Côté dépenses, la masse salariale des communes reste, de loin, leur premier poste en fonctionnement, avec une progression de 4,2% en un an. L’AFD souligne  aussi le niveau des subventions d’équilibre accordées aux budgets annexes (eau, assainissement, électricité), par principe proscrites par le CGCT, qui continuent d’augmenter. Elles pesaient en 2023 pas moins de 3,3 milliards de francs, dont 237 millions sont consacrés à l’électricité, principalement dans les communes des Tuamotu – Gambier. Mais le fait est que dans le contexte d’inflation galopante qu’a connu le Pays entre 2020 et 2023, la croissance globale des dépenses de fonctionnement – 4% sur la période – est plus que mesurée. Les équipes municipales prouvent leur capacité à « absorber le choc » comme l’écrit la directrice de l’antenne polynésienne de l’agence, Mounia Ait Ofkir.

Stratégie financière à revoir

L’AFD observe surtout que la période 2020 – 2023 « se caractérise par une contraction assez marquée des dépenses d’investissements et de l’effort d’équipements ». 11,3 milliards de francs investis en 2023, c’est 350 millions de moins que l’année précédente et près d’un milliard de francs de moins qu’en 2020. Ce « ralentissement post-électoral » n’est pas inhabituel, notent les observateurs, et il est forcément renforcé par les blocages de la crise Covid, « qui a profondément marqué les communes » et les bonds de l’inflation, notamment sur le fret et les matériaux, qui ont suivi.

Résultat : fin 2023, les communes affichaient des fonds de roulement (149 jours de dépenses budgétaires en moyenne) et une trésorerie (18,6 milliards) « plus que confortables » et un endettement très bas. Le recours au crédit n’a cessé de baisser (-24% sur la période 2020 – 2023), pour atteindre un niveau de dette global de 12,6% des municipalités, soit 18 410 francs en moyenne par habitant. En comparaison, les communes métropolitaines sont en moyenne endettées à hauteur de 73,6%, les régions et les intercommunalités l’étant encore davantage.

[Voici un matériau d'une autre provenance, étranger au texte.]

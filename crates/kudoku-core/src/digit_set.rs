//! A set of digits 1-9 backed by a 9-bit mask.

use std::{
    fmt::{self, Debug},
    iter::FusedIterator,
    ops::{BitAnd, BitAndAssign, BitOr, BitOrAssign},
};

use crate::digit::Digit;

/// A set of candidate digits for a single cell.
///
/// Bits 0-8 of a `u16` represent digits 1-9, so membership tests,
/// removal, and the "exactly one candidate left" check are single
/// bitwise operations and the type is `Copy`.
///
/// # Examples
///
/// ```
/// use kudoku_core::{Digit, DigitSet};
///
/// let mut candidates = DigitSet::FULL;
/// candidates.remove(Digit::D5);
/// candidates.remove(Digit::D7);
///
/// assert_eq!(candidates.len(), 7);
/// assert!(!candidates.contains(Digit::D5));
/// assert!(candidates.contains(Digit::D1));
/// ```
///
/// A singleton set reports its member through [`as_single`]:
///
/// ```
/// use kudoku_core::{Digit, DigitSet};
///
/// let set = DigitSet::from_elem(Digit::D3);
/// assert_eq!(set.as_single(), Some(Digit::D3));
/// assert_eq!(DigitSet::FULL.as_single(), None);
/// ```
///
/// [`as_single`]: DigitSet::as_single
#[derive(Clone, Copy, PartialEq, Eq, Hash)]
pub struct DigitSet(u16);

const MASK: u16 = 0x1ff;

impl DigitSet {
    /// The empty set.
    pub const EMPTY: Self = Self(0);

    /// The set containing every digit 1-9.
    pub const FULL: Self = Self(MASK);

    /// Creates an empty set.
    #[must_use]
    pub const fn new() -> Self {
        Self::EMPTY
    }

    /// Creates a set containing only `digit`.
    #[must_use]
    pub const fn from_elem(digit: Digit) -> Self {
        Self(1 << (digit.value() - 1))
    }

    /// Adds a digit to the set.
    pub const fn insert(&mut self, digit: Digit) {
        self.0 |= 1 << (digit.value() - 1);
    }

    /// Removes a digit from the set. Returns `true` if it was present.
    pub const fn remove(&mut self, digit: Digit) -> bool {
        let bit = 1 << (digit.value() - 1);
        let present = self.0 & bit != 0;
        self.0 &= !bit;
        present
    }

    /// Returns `true` if the set contains `digit`.
    #[must_use]
    pub const fn contains(self, digit: Digit) -> bool {
        self.0 & (1 << (digit.value() - 1)) != 0
    }

    /// Returns the number of digits in the set.
    #[must_use]
    pub const fn len(self) -> usize {
        self.0.count_ones() as usize
    }

    /// Returns `true` if the set has no digits.
    #[must_use]
    pub const fn is_empty(self) -> bool {
        self.0 == 0
    }

    /// Returns the sole member if the set is a singleton, `None` otherwise.
    #[must_use]
    pub const fn as_single(self) -> Option<Digit> {
        if self.0.count_ones() == 1 {
            Digit::new(self.0.trailing_zeros() as u8 + 1)
        } else {
            None
        }
    }

    /// Returns the union of the two sets.
    #[must_use]
    pub const fn union(self, other: Self) -> Self {
        Self(self.0 | other.0)
    }

    /// Returns the intersection of the two sets.
    #[must_use]
    pub const fn intersection(self, other: Self) -> Self {
        Self(self.0 & other.0)
    }

    /// Returns the digits in `self` that are not in `other`.
    #[must_use]
    pub const fn difference(self, other: Self) -> Self {
        Self(self.0 & !other.0)
    }

    /// Iterates over the digits in the set, in ascending order.
    #[must_use]
    pub const fn iter(self) -> Iter {
        Iter(self.0)
    }
}

impl Default for DigitSet {
    fn default() -> Self {
        Self::new()
    }
}

impl Debug for DigitSet {
    fn fmt(&self, f: &mut fmt::Formatter<'_>) -> fmt::Result {
        f.debug_set().entries(self.iter()).finish()
    }
}

impl BitOr for DigitSet {
    type Output = Self;

    fn bitor(self, rhs: Self) -> Self {
        self.union(rhs)
    }
}

impl BitOrAssign for DigitSet {
    fn bitor_assign(&mut self, rhs: Self) {
        *self = self.union(rhs);
    }
}

impl BitAnd for DigitSet {
    type Output = Self;

    fn bitand(self, rhs: Self) -> Self {
        self.intersection(rhs)
    }
}

impl BitAndAssign for DigitSet {
    fn bitand_assign(&mut self, rhs: Self) {
        *self = self.intersection(rhs);
    }
}

impl FromIterator<Digit> for DigitSet {
    fn from_iter<I: IntoIterator<Item = Digit>>(iter: I) -> Self {
        let mut set = Self::new();
        for digit in iter {
            set.insert(digit);
        }
        set
    }
}

impl IntoIterator for DigitSet {
    type Item = Digit;
    type IntoIter = Iter;

    fn into_iter(self) -> Iter {
        self.iter()
    }
}

/// Iterator over the digits of a [`DigitSet`], ascending.
#[derive(Debug, Clone)]
pub struct Iter(u16);

impl Iterator for Iter {
    type Item = Digit;

    fn next(&mut self) -> Option<Digit> {
        if self.0 == 0 {
            return None;
        }
        #[expect(clippy::cast_possible_truncation)]
        let index = self.0.trailing_zeros() as u8;
        self.0 &= self.0 - 1;
        Digit::new(index + 1)
    }

    fn size_hint(&self) -> (usize, Option<usize>) {
        let len = self.0.count_ones() as usize;
        (len, Some(len))
    }
}

impl ExactSizeIterator for Iter {}
impl FusedIterator for Iter {}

L’AFD connait la situation polynésienne sur le bout des doigts : sur les 5,21 milliards de francs d’encours de dette des communes à fin 2023, l’agence nationale, aussi créancière du Pays à hauteur de 88 milliards de francs, en détient 70%. Et son observatoire n’a cessé, depuis sa création, d’insister sur les « marges de manœuvres importantes » des municipalités. L’agence écrit même, cette année, que ces réticences ou difficultés à investir ont de quoi « interroger ». « Ces chiffres démontrent l’importance de développer davantage de stratégie financière pour soutenir un rythme d’investissement porté par un recours au crédit optimal, écrit l’AFD. En puisant raisonnablement dans leurs fonds de roulement et en empruntant davantage et de manière plus stratégique, les communes – à proportion de leur capacité – ont en main le pouvoir d’ouvrir un nouveau cycle vertueux. »

« Pas une fatalité »

L’agence ne semble pas désespérer et estime qu’après un début de mandat forcément compliqué vu la crise sanitaire et les territoriales, les dernières années avant le scrutin municipal de 2026 pourraient être « plus dynamiques », grâce à la conjugaison de « nouvelles ressources », comme le Fonds de transition énergétique de l’État, et de « nouvelles formes de mutualisation ». Le développement des communautés de communes et des établissements publics locaux doivent en effet permettre de « démultiplier les capacités » d’investissement, notamment en matière de transition énergétique, d’amélioration des services publics – de l’eau et de l’assainissement en particulier – de préservation de l’environnement ou d’adaptations aux changements climatiques.

Devant les tavana et cadres techniques des communes, ce mardi matin, la directrice de l’AFD Mounia Ait Ofkir devrait donc insister sur l’idée qu’elle développe en introduction de ce rapport : « cette faible dynamique de l’investissement n’est pas une fatalité. Les communes ont, à leur portée, des capacités d’action. » Et de rappeler que l’agence nationale, au travers ses  subventions d’études, ses préfinancements de subventions, ou ses prêts long terme, dispose d’une « gamme d’outils complète » pour aider les collectivités polynésienne à investir. Elle n’est d’ailleurs pas le seul interlocuteur public pour les questions de financement, puisque la Banque des territoires est depuis 2021 présente au fenua, et propose sa propre « gamme » d’outils financiers, qui semblent déjà intéresser le Pays.